On other machines, because laser sintering equipment must take fumes and shape deviation into consideration when generating the laser path, the laser unit is not necessarily used at full capacity during processing. “Although fumes and deviation are always taken into consideration, by sintering multiple locations, you are not influencing the fume buildup in the vicinity of the other laser targets. At its most fundamental level, this is why systems with dual or quad lasers can be used. However, Sodick’s technology uses this same principle with regards to the capacity of a single laser,” says to Tom Hipp, OPM national product manager at Sodick.

In addition to efficiency considerations, parallel mode is suited to a wide variety of applications and can be used not just to create replicas of the same part, but also to produce singular large parts in less time. “Parallel mode doesn’t have a strict ‘maximum’ size,” according to Hipp. The OPM250L has a 250- × 250-mm work envelope and parallel mode will operate throughout the production of a workpiece that size.

Unlike multi-beam designs, which often use separate work envelopes, parallel mode is not limited to one beam per quadrant. This means that a workpiece covering only one part of the work table will benefit from parallel mode just as much as if it had covered the entire table.

“In general, multi-beam systems often align their beams to fit limited work envelopes. However, as with any single-beam design, the OPM work envelope is defined by what the single laser unit can reach. That means, because the single laser unit can reach the full work area, parallel mode can reach the full work area. This makes sense when you consider that parallel mode is simply the optimized use of the same laser,” says Hipp.
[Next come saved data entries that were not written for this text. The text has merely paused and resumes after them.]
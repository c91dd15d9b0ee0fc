// CLI module for oggdemux
//
// Command-line inspection of Ogg/Vorbis files. Only compiled into the binary.

pub mod commands;
pub mod config;
pub mod output;

pub use config::{Commands, Config};
pub use output::OutputFormatter;
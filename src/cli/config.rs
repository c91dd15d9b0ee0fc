// CLI configuration
use clap::{Parser, Subcommand, ValueEnum};
use std::path::PathBuf;

/// oggdemux - Ogg/Vorbis stream inspection tool
#[derive(Parser, Debug)]
#[command(name = "oggdemux")]
#[command(about = "Inspect the pages and packets of Ogg Vorbis files", long_about = None)]
#[command(version)]
pub struct Config {
    /// Output format
    #[arg(short, long, value_enum, default_value = "pretty")]
    pub format: OutputFormat,

    /// Quiet mode (only errors are printed to stderr)
    #[arg(short, long, conflicts_with = "verbose")]
    pub quiet: bool,

    /// Verbose mode (debug logging)
    #[arg(short, long)]
    pub verbose: bool,

    /// Verify page checksums
    #[arg(long)]
    pub verify_crc: bool,

    /// Read stream options from a JSON file
    #[arg(long, value_name = "FILE")]
    pub config: Option<PathBuf>,

    /// Subcommand
    #[command(subcommand)]
    pub command: Commands,
}

/// CLI subcommands
#[derive(Subcommand, Debug)]
pub enum Commands {
    /// List page headers
    Pages {
        /// Ogg file path(s)
        #[arg(value_name = "FILE", required = true)]
        files: Vec<PathBuf>,
    },

    /// Validate Vorbis headers and list audio packets
    Packets {
        /// Ogg file path(s)
        #[arg(value_name = "FILE", required = true)]
        files: Vec<PathBuf>,

        /// Stop after this many audio packets
        #[arg(short, long)]
        limit: Option<usize>,
    },

    /// Show the Vorbis comment header
    Tags {
        /// Ogg file path(s)
        #[arg(value_name = "FILE", required = true)]
        files: Vec<PathBuf>,
    },
}

/// Output format for records
#[derive(Debug, Clone, Copy, PartialEq, Eq, Default, ValueEnum)]
pub enum OutputFormat {
    /// Pretty-printed JSON
    #[default]
    Pretty,
    /// One compact JSON object per line
    Json,
    /// Key-value pairs
    KeyValue,
}

impl Config {
    /// Default tracing filter for the selected verbosity.
    pub fn log_filter(&self) -> &'static str {
        if self.quiet {
            "error"
        } else if self.verbose {
            "debug"
        } else {
            "warn"
        }
    }
}
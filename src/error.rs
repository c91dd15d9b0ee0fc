//! Error types for `oggdemux`.

/// Result type for page decoding and packet demuxing.
pub type Result<T> = std::result::Result<T, Error>;

/// Errors returned while reading an Ogg/Vorbis stream.
#[derive(thiserror::Error, Debug)]
pub enum Error {
    /// The byte source failed (unreachable offset, short source, device error).
    #[error("i/o error: {0}")]
    Io(#[from] std::io::Error),

    /// The bytes read do not follow the Ogg page or Vorbis header layout.
    #[error("invalid format: {0}")]
    FormatInvalid(String),

    /// Page checksum mismatch. Only raised when CRC verification is enabled.
    #[error("crc mismatch (expected {expected:#010x}, got {actual:#010x})")]
    CrcMismatch {
        /// CRC stored in the page header.
        expected: u32,
        /// CRC computed over the page bytes.
        actual: u32,
    },
}

impl Error {
    pub(crate) fn format(msg: impl Into<String>) -> Self {
        Error::FormatInvalid(msg.into())
    }

    /// True for structural errors, false for errors raised by the byte source.
    pub fn is_format(&self) -> bool {
        !matches!(self, Error::Io(_))
    }
}
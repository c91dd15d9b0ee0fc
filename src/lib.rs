//! oggdemux - Ogg page parsing and Vorbis packet reassembly
//!
//! Pages are decoded on demand from a positional [`ByteReader`]. Packets that span
//! pages are stitched back together and labelled with the granule position of the
//! page they finish on. [`VorbisStream`] additionally validates the identification,
//! comment and setup headers before handing out audio packets.
//!
//! ```no_run
//! use oggdemux::{SeekReader, VorbisStream};
//!
//! # fn main() -> oggdemux::Result<()> {
//! let file = std::io::BufReader::new(std::fs::File::open("track.ogg")?);
//! let mut stream = VorbisStream::open(SeekReader::new(file))?;
//! while let Some(packet) = stream.next_packet()? {
//!     println!("{} bytes, granule {:?}", packet.len(), packet.granule_position());
//! }
//! # Ok(())
//! # }
//! ```

pub mod config;
pub mod error;
pub mod ogg;
pub mod utils;
pub mod vorbis;

pub use config::{SerialPolicy, StreamConfig};
pub use error::{Error, Result};
pub use ogg::page::decode_page;
pub use ogg::{Demuxer, Packet, Page, PageHeader, Segment};
pub use utils::io::{ByteReader, SeekReader};
pub use vorbis::{VorbisComment, VorbisHeaders, VorbisStream};
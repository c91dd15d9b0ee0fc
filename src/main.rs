// CLI binary entry point for oggdemux
//
// This is the main entry point for the oggdemux command-line tool.

mod cli;

use clap::Parser;
use std::process;
use tracing_subscriber::EnvFilter;

use cli::commands::{command_packets, command_pages, command_tags, load_stream_config};
use cli::{Commands, Config, OutputFormatter};

fn main() {
    let config = Config::parse();

    let filter = EnvFilter::try_from_default_env()
        .unwrap_or_else(|_| EnvFilter::new(config.log_filter()));
    tracing_subscriber::fmt()
        .with_env_filter(filter)
        .with_writer(std::io::stderr)
        .init();

    let formatter = OutputFormatter::new(config.format, config.quiet);

    let stream_config = match load_stream_config(config.config.as_deref(), config.verify_crc) {
        Ok(stream_config) => stream_config,
        Err(e) => {
            formatter.print_error(&format!("{:#}", e));
            process::exit(2);
        }
    };

    let ok = match &config.command {
        Commands::Pages { files } => command_pages(files, &stream_config, &formatter),
        Commands::Packets { files, limit } => {
            command_packets(files, *limit, &stream_config, &formatter)
        }
        Commands::Tags { files } => command_tags(files, &stream_config, &formatter),
    };

    if !ok {
        process::exit(1);
    }
}
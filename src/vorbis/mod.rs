// Vorbis header bootstrap
//
// Vorbis Structure (Ogg encapsulation):
// 1. Identification Header: alone on the first page, BOS set, granule 0,
//    which makes the first page exactly 58 bytes long
// 2. Comment Header: starts on the second page, may span several pages
// 3. Setup Header: follows the comment header and finishes its page
// 4. Audio packets start on a fresh page
//
// Every header packet starts with its type byte followed by "vorbis".

pub mod comment;

pub use comment::{VorbisComment, VorbisFields};

use crate::config::StreamConfig;
use crate::error::{Error, Result};
use crate::ogg::page::Page;
use crate::ogg::stream::{Demuxer, Packet};
use crate::utils::io::ByteReader;

pub const VORBIS_SIGNATURE: &[u8; 6] = b"vorbis";

/// Length of the type byte plus signature that opens every header packet.
pub const VORBIS_PREAMBLE_LEN: usize = 7;

/// Size of a first page holding only a well-formed identification header.
pub const VORBIS_IDENT_PAGE_SIZE: u64 = 58;

/// Header packet type byte.
#[derive(Debug, Clone, Copy, PartialEq, Eq)]
pub enum HeaderKind {
    Identification = 0x01,
    Comment = 0x03,
    Setup = 0x05,
}

impl HeaderKind {
    fn name(self) -> &'static str {
        match self {
            HeaderKind::Identification => "identification",
            HeaderKind::Comment => "comment",
            HeaderKind::Setup => "setup",
        }
    }

    fn preamble(self) -> [u8; VORBIS_PREAMBLE_LEN] {
        let mut out = [0u8; VORBIS_PREAMBLE_LEN];
        out[0] = self as u8;
        out[1..].copy_from_slice(VORBIS_SIGNATURE);
        out
    }
}

/// The three mandatory header packets.
#[derive(Debug, Clone)]
pub struct VorbisHeaders {
    pub identification: Packet,
    pub comment: Packet,
    pub setup: Packet,
}

/// A Vorbis logical bitstream whose header packets have been validated.
///
/// Packets handed out by this type are audio packets.
#[derive(Debug)]
pub struct VorbisStream<R> {
    demuxer: Demuxer<R>,
    headers: VorbisHeaders,
}

impl<R: ByteReader> VorbisStream<R> {
    /// Open a stream at offset 0 and validate its header packets.
    pub fn open(reader: R) -> Result<Self> {
        Self::open_with_config(reader, StreamConfig::default())
    }

    pub fn open_with_config(reader: R, config: StreamConfig) -> Result<Self> {
        let mut demuxer = Demuxer::with_config(reader, config);
        let headers = read_headers(&mut demuxer)?;
        Ok(VorbisStream { demuxer, headers })
    }

    pub fn headers(&self) -> &VorbisHeaders {
        &self.headers
    }

    /// Parse the comment header packet.
    pub fn comment(&mut self) -> Result<VorbisComment> {
        let data = self.demuxer.read_packet(&self.headers.comment)?;
        VorbisComment::parse(&data[VORBIS_PREAMBLE_LEN..])
    }

    pub fn read_next_page(&mut self) -> Result<Page> {
        self.demuxer.read_next_page()
    }

    pub fn try_take_packet(&mut self) -> Option<Packet> {
        self.demuxer.try_take_packet()
    }

    pub fn next_packet(&mut self) -> Result<Option<Packet>> {
        self.demuxer.next_packet()
    }

    pub fn read_packet(&mut self, packet: &Packet) -> Result<Vec<u8>> {
        self.demuxer.read_packet(packet)
    }

    pub fn demuxer(&self) -> &Demuxer<R> {
        &self.demuxer
    }

    pub fn into_inner(self) -> R {
        self.demuxer.into_inner()
    }
}

/// Read and validate the identification, comment and setup packets.
pub fn read_headers<R: ByteReader>(demuxer: &mut Demuxer<R>) -> Result<VorbisHeaders> {
    let page = demuxer.read_next_page()?;
    let header = &page.header;
    if !header.is_bos() {
        return Err(invalid("first page lacks the beginning-of-stream flag"));
    }
    if header.is_eos() {
        return Err(invalid("first page has the end-of-stream flag"));
    }
    if !page.completes_packet {
        return Err(invalid("identification packet does not finish on the first page"));
    }
    if header.granule_position != 0 {
        return Err(invalid("first page granule position is not zero"));
    }
    if demuxer.position() != VORBIS_IDENT_PAGE_SIZE {
        return Err(invalid(format!(
            "first page is {} bytes, expected {}",
            demuxer.position(),
            VORBIS_IDENT_PAGE_SIZE
        )));
    }

    let identification = demuxer
        .try_take_packet()
        .ok_or_else(|| invalid("identification packet missing from the first page"))?;
    check_preamble(demuxer, &identification, HeaderKind::Identification)?;
    if demuxer.pending() != 0 {
        return Err(invalid("first page carries more than the identification packet"));
    }

    let comment = loop {
        demuxer.read_next_page()?;
        if let Some(packet) = demuxer.try_take_packet() {
            break packet;
        }
    };
    check_preamble(demuxer, &comment, HeaderKind::Comment)?;

    let setup = loop {
        if let Some(packet) = demuxer.try_take_packet() {
            break packet;
        }
        demuxer.read_next_page()?;
    };
    check_preamble(demuxer, &setup, HeaderKind::Setup)?;

    if demuxer.pending() != 0 {
        return Err(invalid("audio data shares a page with the setup header"));
    }

    tracing::debug!(
        serial = ?demuxer.serial(),
        comment_len = comment.len(),
        setup_len = setup.len(),
        audio_offset = demuxer.position(),
        "vorbis headers validated"
    );

    Ok(VorbisHeaders { identification, comment, setup })
}

fn check_preamble<R: ByteReader>(
    demuxer: &mut Demuxer<R>,
    packet: &Packet,
    kind: HeaderKind,
) -> Result<()> {
    let prefix = demuxer.read_packet_prefix(packet, VORBIS_PREAMBLE_LEN)?;
    if prefix != kind.preamble() {
        return Err(invalid(format!("{} header has a bad preamble", kind.name())));
    }
    tracing::debug!(kind = kind.name(), len = packet.len(), "header packet");
    Ok(())
}

fn invalid(msg: impl Into<String>) -> Error {
    let msg = msg.into();
    tracing::warn!("{}", msg);
    Error::FormatInvalid(msg)
}
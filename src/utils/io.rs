// Positional byte source and little-endian integer helpers
//
// Every read either fills the whole buffer or fails. There is no partial read and
// no implicit seek state on the caller's side: offsets are always absolute.

use std::io::{self, Read, Seek, SeekFrom};

/// Random-access byte source the page decoder reads from.
pub trait ByteReader {
    /// Fill `buf` with the bytes starting at absolute offset `pos`.
    ///
    /// Must fail (typically with `UnexpectedEof`) rather than return fewer bytes.
    fn read_at(&mut self, pos: u64, buf: &mut [u8]) -> io::Result<()>;
}

impl<T: ByteReader + ?Sized> ByteReader for &mut T {
    fn read_at(&mut self, pos: u64, buf: &mut [u8]) -> io::Result<()> {
        (**self).read_at(pos, buf)
    }
}

impl ByteReader for &[u8] {
    fn read_at(&mut self, pos: u64, buf: &mut [u8]) -> io::Result<()> {
        read_slice_at(*self, pos, buf)
    }
}

impl ByteReader for Vec<u8> {
    fn read_at(&mut self, pos: u64, buf: &mut [u8]) -> io::Result<()> {
        read_slice_at(self.as_slice(), pos, buf)
    }
}

fn read_slice_at(data: &[u8], pos: u64, buf: &mut [u8]) -> io::Result<()> {
    let start = usize::try_from(pos).map_err(|_| out_of_range(pos, buf.len()))?;
    let end = start
        .checked_add(buf.len())
        .filter(|&end| end <= data.len())
        .ok_or_else(|| out_of_range(pos, buf.len()))?;
    buf.copy_from_slice(&data[start..end]);
    Ok(())
}

fn out_of_range(pos: u64, len: usize) -> io::Error {
    io::Error::new(
        io::ErrorKind::UnexpectedEof,
        format!("read of {} bytes at offset {} past end of source", len, pos),
    )
}

/// Adapts any `Read + Seek` source (a `File`, a `BufReader`, a `Cursor`) to `ByteReader`.
#[derive(Debug)]
pub struct SeekReader<R> {
    inner: R,
}

impl<R: Read + Seek> SeekReader<R> {
    pub fn new(inner: R) -> Self {
        SeekReader { inner }
    }

    pub fn into_inner(self) -> R {
        self.inner
    }
}

impl<R: Read + Seek> ByteReader for SeekReader<R> {
    fn read_at(&mut self, pos: u64, buf: &mut [u8]) -> io::Result<()> {
        self.inner.seek(SeekFrom::Start(pos))?;
        self.inner.read_exact(buf)
    }
}

/// Read one byte at `*pos` and advance.
pub fn read_u8<R: ByteReader + ?Sized>(reader: &mut R, pos: &mut u64) -> io::Result<u8> {
    let mut buffer = [0u8; 1];
    reader.read_at(*pos, &mut buffer)?;
    *pos += 1;
    Ok(buffer[0])
}

/// Read little-endian 32-bit integer at `*pos` and advance.
pub fn read_le_u32<R: ByteReader + ?Sized>(reader: &mut R, pos: &mut u64) -> io::Result<u32> {
    let mut buffer = [0u8; 4];
    reader.read_at(*pos, &mut buffer)?;
    *pos += 4;
    Ok(u32::from_le_bytes(buffer))
}

/// Read little-endian signed 64-bit integer at `*pos` and advance.
pub fn read_le_i64<R: ByteReader + ?Sized>(reader: &mut R, pos: &mut u64) -> io::Result<i64> {
    let mut buffer = [0u8; 8];
    reader.read_at(*pos, &mut buffer)?;
    *pos += 8;
    Ok(i64::from_le_bytes(buffer))
}

/// Read `len` bytes at `*pos` and advance.
pub fn read_bytes<R: ByteReader + ?Sized>(
    reader: &mut R,
    pos: &mut u64,
    len: usize,
) -> io::Result<Vec<u8>> {
    let mut buffer = vec![0u8; len];
    reader.read_at(*pos, &mut buffer)?;
    *pos += len as u64;
    Ok(buffer)
}
// Optional page checksum verification
//
// Ogg uses CRC-32 with polynomial 0x04c11db7, zero initial value, no bit reflection
// and no final xor, computed over the whole page with the CRC field zeroed.
// Page decoding never calls into this module; the demuxer runs it as a separate
// pass when `StreamConfig::verify_crc` is set.

use crate::error::{Error, Result};
use crate::ogg::page::PageHeader;
use crate::ogg::OGG_CRC_OFFSET;
use crate::utils::io::{read_bytes, ByteReader};

const CRC_POLY: u32 = 0x04c1_1db7;

static CRC_TABLE: [u32; 256] = build_table();

const fn build_table() -> [u32; 256] {
    let mut table = [0u32; 256];
    let mut i = 0;
    while i < 256 {
        let mut r = (i as u32) << 24;
        let mut bit = 0;
        while bit < 8 {
            r = if r & 0x8000_0000 != 0 { (r << 1) ^ CRC_POLY } else { r << 1 };
            bit += 1;
        }
        table[i] = r;
        i += 1;
    }
    table
}

/// Continue a running checksum over `bytes`.
pub fn update(crc: u32, bytes: &[u8]) -> u32 {
    bytes.iter().fold(crc, |crc, &b| {
        (crc << 8) ^ CRC_TABLE[(((crc >> 24) as u8) ^ b) as usize]
    })
}

/// Checksum of a complete page image whose CRC field is already zeroed.
pub fn checksum(bytes: &[u8]) -> u32 {
    update(0, bytes)
}

/// Re-read the page described by `header` and compare its checksum to the stored one.
pub fn verify_page<R: ByteReader + ?Sized>(reader: &mut R, header: &PageHeader) -> Result<()> {
    let mut pos = header.offset;
    let mut image = read_bytes(reader, &mut pos, header.page_len() as usize)?;
    image[OGG_CRC_OFFSET..OGG_CRC_OFFSET + 4].fill(0);

    let actual = checksum(&image);
    if actual != header.crc {
        tracing::warn!(
            offset = header.offset,
            sequence = header.sequence_number,
            "page checksum mismatch"
        );
        return Err(Error::CrcMismatch { expected: header.crc, actual });
    }
    Ok(())
}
Parallel mode also benefits from a recently upgraded fume collector with a higher capacity design that is issued standard with the OPM. It lasts about three times longer than the original design, allowing it not only to run longer between maintenance cycles, but also to easily accommodate the fumes produced by parallel mode’s increased productivity.

Together, these advancements help to optimize the quality of the metal 3D printing process, which includes programming of the laser, allowing users to accurately print finished, high-density parts that may not be possible otherwise.